What I had wanted to do with our app was use Spring as the transaction manager, connection manager, etc. I had two problems, however: JDO is very poorly documented and examples are quite lacking (and we had a short timeline), and I need to retrieve the database URL via a Web server (long story there, the retrieval method isn't going to change, can't have the URL statically configured in a bean, etc.). In JDO, once the PersistenceManagerFactory has been configured, certain properties are immutable. E.g., the DB URL.
So, the problem was, Spring would load the JDO beans and I couldn't set the URL that was retrieved from the Web service. What we ended up doing was creating a custom PersistenceManagerFactory wrapper that loaded all the basic properties, retrieved the URL, and instantiated the Factory. Works OK, I guess, but we would've saved some time in both coding and
testing if we could've just autowired it all together.

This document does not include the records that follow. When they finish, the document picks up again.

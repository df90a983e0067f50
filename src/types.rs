use std::borrow::Cow;
use std::fmt;
use std::ops::Range;
use std::str::FromStr;
use std::time::Duration;

use serde::{Serialize, Serializer};

use crate::error::TallyError;

/// The literal searched for. Non-empty by construction; compared byte-exact,
/// no case or encoding normalization.
#[derive(Debug, Clone, PartialEq, Eq)]
pub struct Pattern {
    bytes: Box<[u8]>,
}

impl Pattern {
    pub fn new(bytes: impl Into<Vec<u8>>) -> Result<Self, TallyError> {
        let bytes = bytes.into();
        if bytes.is_empty() {
            return Err(TallyError::config("pattern must not be empty"));
        }
        Ok(Self {
            bytes: bytes.into_boxed_slice(),
        })
    }

    #[must_use]
    pub fn as_bytes(&self) -> &[u8] {
        &self.bytes
    }

    #[must_use]
    pub fn len(&self) -> usize {
        self.bytes.len()
    }

    /// Always false: construction rejects empty patterns.
    #[must_use]
    pub fn is_empty(&self) -> bool {
        self.bytes.is_empty()
    }

    /// Lossy text form for reports.
    #[must_use]
    pub fn display(&self) -> Cow<'_, str> {
        String::from_utf8_lossy(&self.bytes)
    }
}

/// The text searched, loaded once and read-only afterwards. Carries a
/// line view (split on `\n`, one trailing `\r` dropped) used only as the
/// chunking unit of the line-partitioned scan.
#[derive(Debug)]
pub struct Corpus {
    bytes: Vec<u8>,
    lines: Vec<Range<usize>>,
}

impl Corpus {
    #[must_use]
    pub fn new(bytes: Vec<u8>) -> Self {
        let lines = line_ranges(&bytes);
        Self { bytes, lines }
    }

    #[must_use]
    pub fn bytes(&self) -> &[u8] {
        &self.bytes
    }

    #[must_use]
    pub fn line_count(&self) -> usize {
        self.lines.len()
    }

    /// The line view as borrowed slices, in input order.
    #[must_use]
    pub fn lines(&self) -> Vec<&[u8]> {
        self.lines.iter().map(|r| &self.bytes[r.clone()]).collect()
    }
}

/// Byte ranges of each line, terminators (`\n` or `\r\n`) excluded. Trailing empty lines are
/// dropped, so `"a\nb\n"` has two lines and an empty input has none.
fn line_ranges(buf: &[u8]) -> Vec<Range<usize>> {
    let mut ranges = Vec::with_capacity(memchr::memchr_iter(b'\n', buf).count() + 1);
    let mut start = 0;
    for nl in memchr::memchr_iter(b'\n', buf).chain(std::iter::once(buf.len())) {
        let mut end = nl;
        // Only a `\r` that precedes a `\n` is part of the terminator
        if nl < buf.len() && end > start && buf[end - 1] == b'\r' {
            end -= 1;
        }
        ranges.push(start..end);
        start = nl + 1;
    }
    while ranges.last().is_some_and(Range::is_empty) {
        ranges.pop();
    }
    ranges
}

/// Outcome of one backend invocation.
#[derive(Debug, Clone, Copy, PartialEq, Eq, Serialize)]
pub struct ScanResult {
    /// Occurrence count, or [`ScanResult::UNAVAILABLE`].
    pub count: i64,
    #[serde(rename = "millis", serialize_with = "serialize_millis")]
    pub elapsed: Duration,
}

impl ScanResult {
    /// Sentinel count for a backend that could not run. The only legal
    /// negative count.
    pub const UNAVAILABLE: i64 = -1;

    /// Wrap a host-side count. Saturates rather than wrapping into the
    /// sentinel range.
    #[must_use]
    pub fn counted(count: u64, elapsed: Duration) -> Self {
        Self {
            count: i64::try_from(count).unwrap_or(i64::MAX),
            elapsed,
        }
    }

    #[must_use]
    pub fn unavailable(elapsed: Duration) -> Self {
        Self {
            count: Self::UNAVAILABLE,
            elapsed,
        }
    }

    #[must_use]
    pub fn is_unavailable(&self) -> bool {
        self.count == Self::UNAVAILABLE
    }

    /// Whole milliseconds, as written to the CSV `millis` column.
    #[must_use]
    pub fn millis(&self) -> u64 {
        u64::try_from(self.elapsed.as_millis()).unwrap_or(u64::MAX)
    }
}

fn serialize_millis<S: Serializer>(elapsed: &Duration, s: S) -> Result<S::Ok, S::Error> {
    s.serialize_u64(u64::try_from(elapsed.as_millis()).unwrap_or(u64::MAX))
}

/// Backend identity as reported in output rows.
#[derive(Debug, Clone, Copy, PartialEq, Eq, Hash, Serialize)]
pub enum Method {
    #[serde(rename = "SerialCPU")]
    SerialCpu,
    #[serde(rename = "ParallelCPU")]
    ParallelCpu,
    #[serde(rename = "ParallelGPU")]
    ParallelGpu,
}

impl Method {
    #[must_use]
    pub fn as_str(self) -> &'static str {
        match self {
            Self::SerialCpu => "SerialCPU",
            Self::ParallelCpu => "ParallelCPU",
            Self::ParallelGpu => "ParallelGPU",
        }
    }
}

impl fmt::Display for Method {
    fn fmt(&self, f: &mut fmt::Formatter<'_>) -> fmt::Result {
        f.write_str(self.as_str())
    }
}

/// Which backends an invocation runs.
#[derive(Debug, Clone, Copy, PartialEq, Eq)]
pub enum Mode {
    Serial,
    Cpu,
    Gpu,
    All,
}

impl Mode {
    /// Backends in execution order.
    #[must_use]
    pub fn methods(self) -> &'static [Method] {
        match self {
            Self::Serial => &[Method::SerialCpu],
            Self::Cpu => &[Method::ParallelCpu],
            Self::Gpu => &[Method::ParallelGpu],
            Self::All => &[Method::SerialCpu, Method::ParallelCpu, Method::ParallelGpu],
        }
    }
}

impl FromStr for Mode {
    type Err = TallyError;

    fn from_str(s: &str) -> Result<Self, Self::Err> {
        match s {
            "serial" => Ok(Self::Serial),
            "cpu" => Ok(Self::Cpu),
            "gpu" => Ok(Self::Gpu),
            "all" => Ok(Self::All),
            other => Err(TallyError::config(format!(
                "unknown mode \"{other}\" (expected serial, cpu, gpu or all)"
            ))),
        }
    }
}

/// How the multi-worker backend divides the corpus.
#[derive(Debug, Clone, Copy, PartialEq, Eq, Default, clap::ValueEnum)]
pub enum Partition {
    /// Contiguous runs of whole lines; matches never cross a line break.
    #[default]
    Lines,
    /// Contiguous byte spans with a `len(pattern) - 1` overlap; agrees with
    /// the serial scan on every input.
    Spans,
}

impl fmt::Display for Partition {
    fn fmt(&self, f: &mut fmt::Formatter<'_>) -> fmt::Result {
        match self {
            Self::Lines => write!(f, "lines"),
            Self::Spans => write!(f, "spans"),
        }
    }
}

/// One executed run, in the shape of an output row.
#[derive(Debug, Clone, PartialEq, Eq, Serialize)]
pub struct RunRecord {
    pub method: Method,
    /// Input identifier as given on the command line.
    pub file: String,
    /// Pattern, lossily decoded.
    pub target: String,
    #[serde(flatten)]
    pub result: ScanResult,
    /// 1-based repetition index within the method.
    pub run: u32,
}

#[cfg(test)]
mod tests {
    use super::*;

    fn lines_of(text: &str) -> Vec<String> {
        Corpus::new(text.as_bytes().to_vec())
            .lines()
            .into_iter()
            .map(|l| String::from_utf8_lossy(l).into_owned())
            .collect()
    }

    #[test]
    fn empty_pattern_rejected() {
        assert!(matches!(Pattern::new(""), Err(TallyError::Config { .. })));
        assert_eq!(Pattern::new("ab").unwrap().len(), 2);
    }

    #[test]
    fn lines_split_on_lf_and_crlf() {
        assert_eq!(lines_of("a\nb\r\nc"), ["a", "b", "c"]);
        assert_eq!(lines_of("a\n\nb\n"), ["a", "", "b"]);
        assert_eq!(lines_of("one line"), ["one line"]);
    }

    #[test]
    fn trailing_and_empty_lines_dropped() {
        assert!(lines_of("").is_empty());
        assert!(lines_of("\n\n").is_empty());
        assert_eq!(lines_of("x\r\n"), ["x"]);
    }

    #[test]
    fn lone_carriage_return_kept_mid_line() {
        assert_eq!(lines_of("a\rb\n"), ["a\rb"]);
    }

    #[test]
    fn carriage_return_at_end_of_input_kept() {
        assert_eq!(lines_of("ab\r"), ["ab\r"]);
        assert_eq!(lines_of("x\r\nab\r"), ["x", "ab\r"]);
        assert_eq!(lines_of("\r"), ["\r"]);
    }

    #[test]
    fn mode_parsing() {
        assert_eq!("all".parse::<Mode>().unwrap().methods().len(), 3);
        assert_eq!(
            "gpu".parse::<Mode>().unwrap().methods(),
            &[Method::ParallelGpu]
        );
        assert!("GPU".parse::<Mode>().is_err());
    }

    #[test]
    fn sentinel_result() {
        let r = ScanResult::unavailable(Duration::from_millis(7));
        assert!(r.is_unavailable());
        assert_eq!(r.millis(), 7);
        assert!(!ScanResult::counted(0, Duration::ZERO).is_unavailable());
    }

    #[test]
    fn record_serializes_with_csv_field_names() {
        let rec = RunRecord {
            method: Method::ParallelCpu,
            file: "in.txt".into(),
            target: "fox".into(),
            result: ScanResult::counted(3, Duration::from_millis(12)),
            run: 2,
        };
        let json = serde_json::to_value(&rec).unwrap();
        assert_eq!(
            json,
            serde_json::json!({
                "method": "ParallelCPU",
                "file": "in.txt",
                "target": "fox",
                "count": 3,
                "millis": 12,
                "run": 2,
            })
        );
    }
}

My questions for Craig (or anybody who knows) are, does the new book have a more in-depth treatment of JDO and other persistence specifications (e.g., JPA, EJB3). And does Spring 3 provide expanded capabilities for managing JDO providers and resources, over Spring 2? And are those resources any better documented than in Spring 2.x?
I don't want to start any JDO vs. JPA discussions (EJB3 is totally out--not running in a container)--I just want to know if Spring 3 expands JDO-provider management any over Spring 3, and if the book has more in it than the last Spring in Action book I got, which had only a few pages touching JDO.